Is there one among us who is not immune to the impossible mysteries of the season?
Indeed, just last week as I was stocking up on pork scratchings and Pot Noodles, my mind drifted back to a golden age long ago when plane-loads of Irish consumers would leave our shores every day for the discount retail outlets of Manhattan. It was a time before water charges. A time of prosperity. A time when a completed card of supermarket savings stamps might get you half-price hotel rooms on Broadway itself.
Before the Universal Social Charge there was universal socialising. And the people of Ireland excelled, roaming mid-town in giddy spirits like it was Tubbercurry on a fair day. Ah, the memories that came flooding back when I saw this new 13-track seasonal release by opera diva Renée Fleming (no relation of the bould Tommy, as far as I know).
Christmas in New York must surely be the most evocative album title since A Christmas Gift For You from Phil Spector. Never mind that Phil is languishing in chokey, Renée has the gifting season covered in snug, luxurious style. Well, at least with the elegant cover artwork by Carol Bobolts of Red Herring Design.
I almost didn't need to hear the music to experience the thrill of wading through Central Park snow to arrive at an Upper East Side soiree where canapes and champagne were almost as delicious as the company.
But hadn't the famous soprano also recorded Dark Hope, an album of songs by credible rock acts such as Arcade Fire, Willy Mason and Muse?
And the guests, including Rufus Wainwright and Gregory Porter, on this Christmas album are equally interesting.

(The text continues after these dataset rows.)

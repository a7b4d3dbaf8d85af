use axum::extract::State;
use axum::http::StatusCode;
use axum::Json;
use serde::{Deserialize, Serialize};

use readalong_auth::{hash_password, verify_password};
use readalong_core::{Role, UserId};
use readalong_store::users::{UserRepo, UserRow};
use readalong_store::StoreError;

use crate::error::ApiError;
use crate::server::AppState;

#[derive(Debug, Deserialize)]
pub struct RegisterRequest {
    pub name: String,
    pub email: String,
    pub password: String,
    #[serde(default)]
    pub role: Role,
}

#[derive(Debug, Deserialize)]
pub struct LoginRequest {
    pub email: String,
    pub password: String,
}

/// Public projection of a user row; never carries the password digest.
#[derive(Debug, Serialize)]
pub struct UserPublic {
    pub id: UserId,
    pub name: String,
    pub email: String,
    pub role: Role,
}

impl From<UserRow> for UserPublic {
    fn from(row: UserRow) -> Self {
        Self {
            id: row.id,
            name: row.name,
            email: row.email,
            role: row.role,
        }
    }
}

#[derive(Debug, Serialize)]
pub struct AuthResponse {
    pub token: String,
    pub user: UserPublic,
}

pub async fn register(
    State(state): State<AppState>,
    Json(req): Json<RegisterRequest>,
) -> Result<(StatusCode, Json<AuthResponse>), ApiError> {
    if req.email.trim().is_empty() || req.password.is_empty() {
        return Err(ApiError::BadRequest(
            "email and password are required".to_string(),
        ));
    }

    let digest = hash_password(&req.password);
    let user = UserRepo::new(state.db.clone()).create(&req.name, &req.email, &digest, req.role)?;

    let token = state
        .tokens
        .issue(user.id, &user.email, user.role)
        .map_err(|e| ApiError::Internal(e.to_string()))?;

    tracing::info!(user_id = %user.id, role = %user.role, "user registered");

    Ok((
        StatusCode::CREATED,
        Json(AuthResponse {
            token,
            user: user.into(),
        }),
    ))
}

pub async fn login(
    State(state): State<AppState>,
    Json(req): Json<LoginRequest>,
) -> Result<Json<AuthResponse>, ApiError> {
    // Unknown email and wrong password produce the same response; the
    // endpoint must not reveal which accounts exist.
    let user = match UserRepo::new(state.db.clone()).find_by_email(&req.email) {
        Ok(user) => user,
        Err(StoreError::NotFound(_)) => {
            return Err(ApiError::Unauthorized("invalid credentials".to_string()))
        }
        Err(e) => return Err(e.into()),
    };

    let valid = verify_password(&req.password, &user.password_hash)
        .map_err(|e| ApiError::Internal(e.to_string()))?;
    if !valid {
        return Err(ApiError::Unauthorized("invalid credentials".to_string()));
    }

    let token = state
        .tokens
        .issue(user.id, &user.email, user.role)
        .map_err(|e| ApiError::Internal(e.to_string()))?;

    Ok(Json(AuthResponse {
        token,
        user: user.into(),
    }))
}
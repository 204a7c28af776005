//! One-shot scrape command handler
//!
//! Submits a single task, prints its progress as it changes and writes the
//! CSV once it completes.

use std::path::{Path, PathBuf};
use std::sync::Arc;

use anyhow::Context;
use uuid::Uuid;

use crate::config::settings::Settings;
use crate::error::{AppError, AppResult};
use crate::scraper::{ChromiumDriver, NormalizeOptions, SiteRegistry};
use crate::tasks::{TaskOrchestrator, TaskState, TaskStatus};

/// What a finished one-shot run produced.
#[derive(Debug, Clone, PartialEq, Eq)]
pub struct ScrapeSummary {
    pub task_id: Uuid,
    pub records: usize,
    /// `None` when the run found nothing to write
    pub output: Option<PathBuf>,
}

pub struct ScrapeCommandHandler {
    orchestrator: TaskOrchestrator,
}

impl ScrapeCommandHandler {
    pub fn new(orchestrator: TaskOrchestrator) -> Self {
        Self { orchestrator }
    }

    pub fn from_settings(settings: &Settings) -> Self {
        let driver = Arc::new(ChromiumDriver::new(settings.scraper.chromium_options()));
        Self::new(TaskOrchestrator::new(
            SiteRegistry::with_defaults(),
            driver,
            settings.scraper.scrape_options(),
            settings.export.export_options(),
        ))
    }

    pub async fn execute(
        &self,
        site: &str,
        normalize: NormalizeOptions,
        output: Option<&Path>,
    ) -> AppResult<ScrapeSummary> {
        let task_id = self.orchestrator.submit(site, normalize)?;
        println!("Scraping {site} (task {task_id})");

        let state = self.follow(task_id).await?;
        match state.status {
            TaskStatus::Error => Err(AppError::Internal {
                source: anyhow::anyhow!("Scrape of {site} failed: {}", state.message),
            }),
            _ if state.records.is_empty() => {
                println!("{}", state.message);
                Ok(ScrapeSummary {
                    task_id,
                    records: 0,
                    output: None,
                })
            }
            _ => {
                let export = self.orchestrator.materialize(task_id).await?;
                let path = output
                    .map(Path::to_path_buf)
                    .unwrap_or_else(|| PathBuf::from(&export.file_name));
                tokio::fs::write(&path, &export.bytes)
                    .await
                    .with_context(|| format!("Failed to write {}", path.display()))?;

                println!("{} Saved to {}", state.message, path.display());
                Ok(ScrapeSummary {
                    task_id,
                    records: export.rows,
                    output: Some(path),
                })
            }
        }
    }

    /// Print each distinct progress update until the task is terminal.
    async fn follow(&self, task_id: Uuid) -> AppResult<TaskState> {
        let mut rx = self.orchestrator.subscribe(task_id)?;
        let mut printed: Option<(u8, String)> = None;

        loop {
            let state = rx.borrow_and_update().clone();
            let line = (state.progress, state.message.clone());
            if printed.as_ref() != Some(&line) {
                println!("[{:>3}%] {}", line.0, line.1);
                printed = Some(line);
            }
            if state.status.is_terminal() {
                return Ok(state);
            }
            if rx.changed().await.is_err() {
                // Sender gone: whatever it last wrote is final.
                return Ok(rx.borrow().clone());
            }
        }
    }
}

Fleming could just as easily have had a career in jazz as in opera. But while the playing here is perfectly pitched, Renée doesn't always seem comfortable with her material. She duets brilliantly with Gregory Porter on Have Yourself a Merry Little Christmas and makes Sammy Cahn's The Christmas Waltz sound as if it was written for her.
Snowbound, the title track of Sarah Vaughn's 1963 album, is the perfect jam for Fleming and jazz vocalist Kurt Elling. In The Bleak Midwinter is delivered with stately poise while the Rob Moose arrangement accommodates Rufus Wainwright with graceful charm.
Wynton Marsalis adds magic to Winter Wonderland, but Fleming's clipped intonation feels slightly at odds with the band's effortless cool jazz playing.
Paul Simon's Love and Hard Times has the uninvolving feel of a vocal exercises class, despite Grant Stewart's saxophone.
Folk purists might quibble with Brad Mehldau's take on Sandy Denny's Who Knows Where the Time Goes but it's delightful.
Request this and the Cat With the Sack should approve.